Musicians play at the Grotto club at two different points in Sanctuary. A second "orchestra," "from a downtown hotel," is hired to provide music at Red's funeral. A dispute arises about what kind of music they should play. "The leader" proposes "the Blue Danube" by "Strauss" (a detail which suggests these musicians are white, 244), another man proposes "jazz." But at the suggestion of the proprietor of the Grotto they first play "Nearer My God, To Thee," and then the "cornetist" plays a solo version of "In That Haven of Rest" (245).

Unnamed Men in Grotto Club

When Temple arrives at the Grotto, she sees four men "sitting at a table near the door" (234). Two soon leave, but the other two are described with a few details. One is chewing gum with "teeth of an unbelievable whiteness and size" (234). The other has "his coat buttoned across his chest" (235). The two who remain forcibly carry Temple away from the club. All four seem to be cronies of Popeye, working with him to arrange Red's murder.
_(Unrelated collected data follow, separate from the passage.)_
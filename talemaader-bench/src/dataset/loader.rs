//! Dataset loading from delimited text files
//!
//! Two layouts are accepted:
//!
//! - an options file (`talemaade_udtryk, A, B, C, D`) plus a labels file
//!   (`udtryk_id, talemaade_udtryk, korrekt_def, falsk1, falsk2, falsk3`),
//!   joined on the idiom text;
//! - a single combined file that carries `korrekt_def` (and optionally
//!   `udtryk_id` and the `falsk*` columns) next to the options.
//!
//! `korrekt_def` and `falsk*` hold the 0-based position of a definition
//! (a letter is accepted too). Tab and comma delimiters are detected from the
//! header line.

use std::collections::HashMap;
use std::path::Path;

use super::{
    DataIntegrityError, Dataset, Definition, DefinitionKind, IdiomItem, ItemId, Letter,
    RejectedRow,
};

const IDIOM_COLUMNS: [&str; 2] = ["talemaade_udtryk", "idiom"];
const ID_COLUMNS: [&str; 2] = ["udtryk_id", "item_id"];
const LABEL_COLUMNS: [&str; 2] = ["korrekt_def", "correct_label"];
const DISTRACTOR_COLUMNS: [(&str, DefinitionKind); 3] = [
    ("falsk1", DefinitionKind::Concrete),
    ("falsk2", DefinitionKind::Abstract),
    ("falsk3", DefinitionKind::Random),
];

/// Error type for dataset loading. Whole-file failures only.
#[derive(Debug, thiserror::Error)]
pub enum LoadError {
    #[error("IO error: {0}")]
    Io(#[from] std::io::Error),

    #[error("CSV error: {0}")]
    Csv(#[from] csv::Error),

    #[error("Missing column '{column}' in {file}")]
    MissingColumn { file: String, column: String },
}

/// Load a dataset from an options file and an optional separate labels file
pub fn load_dataset(options: impl AsRef<Path>, labels: Option<&Path>) -> Result<Dataset, LoadError> {
    let options_path = options.as_ref();
    let options_content = std::fs::read_to_string(options_path)?;
    let labels_content = labels.map(std::fs::read_to_string).transpose()?;

    let dataset = load_dataset_from_str(&options_content, labels_content.as_deref())?;
    tracing::info!(
        "Loaded {} idioms from {} ({} rows skipped)",
        dataset.len(),
        options_path.display(),
        dataset.rejected().len()
    );
    Ok(dataset)
}

/// Load a dataset from in-memory file contents
pub fn load_dataset_from_str(options: &str, labels: Option<&str>) -> Result<Dataset, LoadError> {
    let options_table = Table::parse(options, "options file")?;

    let label_rows = match labels {
        Some(content) => {
            let table = Table::parse(content, "labels file")?;
            Some(read_labels(&table)?)
        }
        None => None,
    };

    let idiom_col = options_table.require_any(&IDIOM_COLUMNS)?;
    let option_cols = [
        options_table.require("A")?,
        options_table.require("B")?,
        options_table.require("C")?,
        options_table.require("D")?,
    ];
    // Without a labels file the options file must carry the gold column itself
    let inline_labels = match label_rows {
        Some(_) => None,
        None => Some(LabelColumns::locate(&options_table)?),
    };

    let mut items = Vec::with_capacity(options_table.rows.len());
    let mut rejected = Vec::new();

    for (position, row) in options_table.rows.iter().enumerate() {
        let row_number = position + 1;
        let record = match row {
            Ok(record) => record,
            Err(message) => {
                rejected.push(RejectedRow {
                    row: row_number,
                    error: DataIntegrityError::Unreadable {
                        row: row_number,
                        message: message.clone(),
                    },
                });
                continue;
            }
        };

        let idiom = field(record, Some(idiom_col));
        let label = match (&label_rows, &inline_labels) {
            (Some(rows), _) => rows.get(idiom).cloned(),
            (None, Some(columns)) => Some(columns.read(record)),
            (None, None) => None,
        };

        let result = match label {
            Some(label) => build_item(row_number, idiom, record, &option_cols, &label),
            None => Err(DataIntegrityError::MissingLabel {
                idiom: idiom.to_string(),
            }),
        };

        match result {
            Ok(item) => items.push(item),
            Err(error) => {
                tracing::warn!("Skipping dataset row {}: {}", row_number, error);
                rejected.push(RejectedRow {
                    row: row_number,
                    error,
                });
            }
        }
    }

    Ok(Dataset::new(items, rejected))
}

/// Gold information for one idiom
#[derive(Debug, Clone, Default)]
struct LabelRow {
    id: Option<String>,
    correct: String,
    distractors: [Option<String>; 3],
}

#[derive(Debug, Clone, Copy)]
struct LabelColumns {
    id: Option<usize>,
    correct: usize,
    distractors: [Option<usize>; 3],
}

impl LabelColumns {
    fn locate(table: &Table) -> Result<Self, LoadError> {
        Ok(Self {
            id: table.find_any(&ID_COLUMNS),
            correct: table.require_any(&LABEL_COLUMNS)?,
            distractors: DISTRACTOR_COLUMNS.map(|(name, _)| table.find(name)),
        })
    }

    fn read(&self, record: &csv::StringRecord) -> LabelRow {
        let optional = |col: Option<usize>| {
            let value = field(record, col);
            (!value.is_empty()).then(|| value.to_string())
        };
        LabelRow {
            id: optional(self.id),
            correct: field(record, Some(self.correct)).to_string(),
            distractors: self.distractors.map(optional),
        }
    }
}

fn read_labels(table: &Table) -> Result<HashMap<String, LabelRow>, LoadError> {
    let idiom_col = table.require_any(&IDIOM_COLUMNS)?;
    let columns = LabelColumns::locate(table)?;

    let mut labels = HashMap::with_capacity(table.rows.len());
    for (position, row) in table.rows.iter().enumerate() {
        match row {
            Ok(record) => {
                let idiom = field(record, Some(idiom_col));
                if labels.insert(idiom.to_string(), columns.read(record)).is_some() {
                    tracing::warn!("Labels file repeats idiom '{}'; keeping the last row", idiom);
                }
            }
            Err(message) => {
                tracing::warn!("Skipping unreadable labels row {}: {}", position + 1, message);
            }
        }
    }
    Ok(labels)
}

fn build_item(
    row_number: usize,
    idiom: &str,
    record: &csv::StringRecord,
    option_cols: &[usize; 4],
    label: &LabelRow,
) -> Result<IdiomItem, DataIntegrityError> {
    let fallback_id = ItemId::try_from(row_number).unwrap_or(ItemId::MAX);
    let id = match &label.id {
        Some(raw) => raw.parse::<ItemId>().map_err(|_| DataIntegrityError::InvalidLabel {
            item_id: fallback_id,
            value: raw.clone(),
        })?,
        None => fallback_id,
    };

    let correct = parse_position(&label.correct).ok_or_else(|| DataIntegrityError::InvalidLabel {
        item_id: id,
        value: label.correct.clone(),
    })?;

    let mut kinds = [DefinitionKind::Unclassified; 4];
    for (raw, (_, kind)) in label.distractors.iter().zip(DISTRACTOR_COLUMNS) {
        if let Some(letter) = raw.as_deref().and_then(parse_position) {
            kinds[letter.index()] = kind;
        }
    }

    let definitions = Letter::ALL
        .into_iter()
        .map(|letter| {
            let text = field(record, Some(option_cols[letter.index()]));
            if letter == correct {
                Definition::correct(text)
            } else {
                Definition::distractor(text, kinds[letter.index()])
            }
        })
        .collect();

    IdiomItem::new(id, idiom, definitions)
}

/// Parse a definition position given as `0`-`3` or `A`-`D`
fn parse_position(raw: &str) -> Option<Letter> {
    let raw = raw.trim();
    // pandas writes integer columns with missing values as floats ("2.0")
    let raw = raw.strip_suffix(".0").unwrap_or(raw);
    match raw.parse::<usize>() {
        Ok(index) => Letter::from_index(index),
        Err(_) => raw.parse::<Letter>().ok(),
    }
}

fn field(record: &csv::StringRecord, column: Option<usize>) -> &str {
    column.and_then(|c| record.get(c)).map(str::trim).unwrap_or("")
}

/// A parsed delimited file: header plus rows, keeping per-row read errors
struct Table {
    name: &'static str,
    headers: Vec<String>,
    rows: Vec<Result<csv::StringRecord, String>>,
}

impl Table {
    fn parse(content: &str, name: &'static str) -> Result<Self, LoadError> {
        let content = content.strip_prefix('\u{feff}').unwrap_or(content);
        let delimiter = sniff_delimiter(content);

        let mut reader = csv::ReaderBuilder::new()
            .delimiter(delimiter)
            .has_headers(true)
            .flexible(true)
            .from_reader(content.as_bytes());

        let headers = reader
            .headers()?
            .iter()
            .map(|h| h.trim().to_string())
            .collect();

        let rows = reader
            .records()
            .map(|r| r.map_err(|e| e.to_string()))
            .collect();

        Ok(Self { name, headers, rows })
    }

    fn find(&self, column: &str) -> Option<usize> {
        self.headers.iter().position(|h| h.eq_ignore_ascii_case(column))
    }

    fn find_any(&self, columns: &[&str]) -> Option<usize> {
        columns.iter().find_map(|c| self.find(c))
    }

    fn require(&self, column: &str) -> Result<usize, LoadError> {
        self.find(column).ok_or_else(|| LoadError::MissingColumn {
            file: self.name.to_string(),
            column: column.to_string(),
        })
    }

    fn require_any(&self, columns: &[&str]) -> Result<usize, LoadError> {
        self.find_any(columns).ok_or_else(|| LoadError::MissingColumn {
            file: self.name.to_string(),
            column: columns.join(" | "),
        })
    }
}

fn sniff_delimiter(content: &str) -> u8 {
    let header = content.lines().next().unwrap_or("");
    if header.contains('\t') {
        b'\t'
    } else if header.contains(';') && !header.contains(',') {
        b';'
    } else {
        b','
    }
}

#[cfg(test)]
mod tests {
    use super::*;

    const OPTIONS: &str = "talemaade_udtryk\tA\tB\tC\tD\n\
        have en høne at plukke\tvære sulten\thave noget at skændes om\tvære landmand\tvære glad\n\
        slå til Søren\tslå en mand\tvære heldig\tgøre noget helt vildt\tgå hjem\n";

    const LABELS: &str = "udtryk_id\ttalemaade_udtryk\tkorrekt_def\tfalsk1\tfalsk2\tfalsk3\n\
        11\thave en høne at plukke\t1\t2\t0\t3\n\
        12\tslå til Søren\t2\t0\t1\t3\n";

    #[test]
    fn test_two_file_layout() {
        let dataset = load_dataset_from_str(OPTIONS, Some(LABELS)).unwrap();
        assert_eq!(dataset.len(), 2);
        assert!(dataset.rejected().is_empty());

        let first = dataset.get(11).unwrap();
        assert_eq!(first.gold_label(), Letter::B);
        assert_eq!(first.definition(Letter::B).text, "have noget at skændes om");
        assert_eq!(first.definition(Letter::C).kind, DefinitionKind::Concrete);
        assert_eq!(first.definition(Letter::A).kind, DefinitionKind::Abstract);
        assert_eq!(first.definition(Letter::D).kind, DefinitionKind::Random);

        assert_eq!(dataset.get(12).unwrap().gold_label(), Letter::C);
        // dataset order is preserved
        assert_eq!(dataset.items()[0].id(), 11);
    }

    #[test]
    fn test_combined_layout_with_comma_delimiter() {
        let content = "idiom,A,B,C,D,korrekt_def\n\
            \"få kolde fødder\",fryse,blive nervøs,gå barfodet,løbe hurtigt,B\n";
        let dataset = load_dataset_from_str(content, None).unwrap();
        assert_eq!(dataset.len(), 1);
        let item = &dataset.items()[0];
        assert_eq!(item.id(), 1);
        assert_eq!(item.gold_label(), Letter::B);
    }

    #[test]
    fn test_malformed_rows_are_skipped() {
        let options = "talemaade_udtryk\tA\tB\tC\tD\tkorrekt_def\n\
            god\ta\tb\tc\td\t0\n\
            mangler\ta\t\tc\td\t1\n\
            ukendt label\ta\tb\tc\td\t7\n\
            også god\ta\tb\tc\td\t3\n";
        let dataset = load_dataset_from_str(options, None).unwrap();

        assert_eq!(dataset.len(), 2);
        assert_eq!(dataset.rejected().len(), 2);
        assert!(matches!(
            dataset.rejected()[0].error,
            DataIntegrityError::MissingDefinition { letter: Letter::B, .. }
        ));
        assert!(matches!(
            dataset.rejected()[1].error,
            DataIntegrityError::InvalidLabel { .. }
        ));
        assert_eq!(dataset.items()[1].gold_label(), Letter::D);
    }

    #[test]
    fn test_missing_label_row_is_rejected() {
        let labels = "talemaade_udtryk\tkorrekt_def\nhave en høne at plukke\t1\n";
        let dataset = load_dataset_from_str(OPTIONS, Some(labels)).unwrap();
        assert_eq!(dataset.len(), 1);
        assert!(matches!(
            &dataset.rejected()[0].error,
            DataIntegrityError::MissingLabel { idiom } if idiom == "slå til Søren"
        ));
    }

    #[test]
    fn test_missing_column_is_fatal() {
        let options = "talemaade_udtryk\tA\tB\tC\nx\ta\tb\tc\n";
        let err = load_dataset_from_str(options, Some(LABELS)).unwrap_err();
        assert!(matches!(err, LoadError::MissingColumn { ref column, .. } if column == "D"));
    }

    #[test]
    fn test_parse_position() {
        assert_eq!(parse_position("0"), Some(Letter::A));
        assert_eq!(parse_position("3.0"), Some(Letter::D));
        assert_eq!(parse_position("c"), Some(Letter::C));
        assert_eq!(parse_position("4"), None);
        assert_eq!(parse_position(""), None);
    }

    #[test]
    fn test_load_from_disk() {
        let dir = tempfile::tempdir().unwrap();
        let options = dir.path().join("talemaader_leverance_2_uden_labels.csv");
        let labels = dir.path().join("talemaader_leverance_2_kun_labels.csv");
        std::fs::write(&options, OPTIONS).unwrap();
        std::fs::write(&labels, LABELS).unwrap();

        let dataset = load_dataset(&options, Some(labels.as_path())).unwrap();
        assert_eq!(dataset.len(), 2);
    }
}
Unnamed Orchestra at the Grotto Club(1)

Musicians play at the Grotto club at two different points in Sanctuary. The first time, this regular club "orchestra" provides the soundtrack to the scene in which Popeye and Red compete fatally for Temple. The dance music they play "swirls slowly about her in a bright myriad wave" (238). But the narrative never describes either the musicians or the music more particularly; given the history of music in Memphis, they may be black.

Unnamed Waiters at the Grotto Club

Waiters appear in both scenes set in the Grotto club. In Chapter 25, describing the funeral for Red, they are clearly identified as "negro waiters, in black shirts beneath starched jackets." In the previous chapter, however, the narrative describes the two waiters who place drinks in front of Temple and Popeye in more racially ambiguous terms: seen from Temple's perspective they appear as "a brown [hand] in a white sleeve, a soiled white one beneath a dirty cuff" (235). Also in Chapter 24, "a waiter" shows Temple to a private room, where Red joins her (238).

Unnamed Patrons at the Grotto Club

This icon represents the various dancers and gamblers "at the crap table" (237) who are at the Grotto club the night Popeye takes Temple there. The dancers are summed up in the phrase about the "movement of feet, the voluptuous hysteria of muscles warming the scent of flesh, of the blood" (233).

Unnamed Woman in Grotto Club

While Temple is in the "washroom" of the Grotto club she and another woman "examine one another's clothes with brief, covert, cold, embracing glances" (233).

Unnamed Memphis Policeman

This policeman makes a fleeting appearance in the novel when he shouts at Popeye as he speeds past, driving Temple through Memphis to the Grotto club.

Unnamed Husband of Popeye's Grandmother

The second husband of Popeye's maternal grandmother appears in and disappears from the narrative in half a paragraph. We see "an undersized, snuffy man with a mild, rich moustache" who is very handy maintaining the boarding house his wife owns, until the day he walks out with a check to pay the butcher and instead vanishes with all the money she has saved (304).

Unnamed Grandmother of Popeye

The mother of Popeye's mother seems normal enough when first introduced, as someone who likes the strike-breaker who is Popeye's father. After being widowed, she has remarried a man who takes good care of her boarding house - until one day he disappears with all the money she had in the bank. Perhaps this event is what triggers her madness, a mixture of pyromania and paranoia.

Popeye's Father

The man who fathered Popeye was a professional strike breaker who married Popeye's mother when she got pregnant and then, less than three weeks later, ran off - leaving her and the child with a disease that was probably syphilis.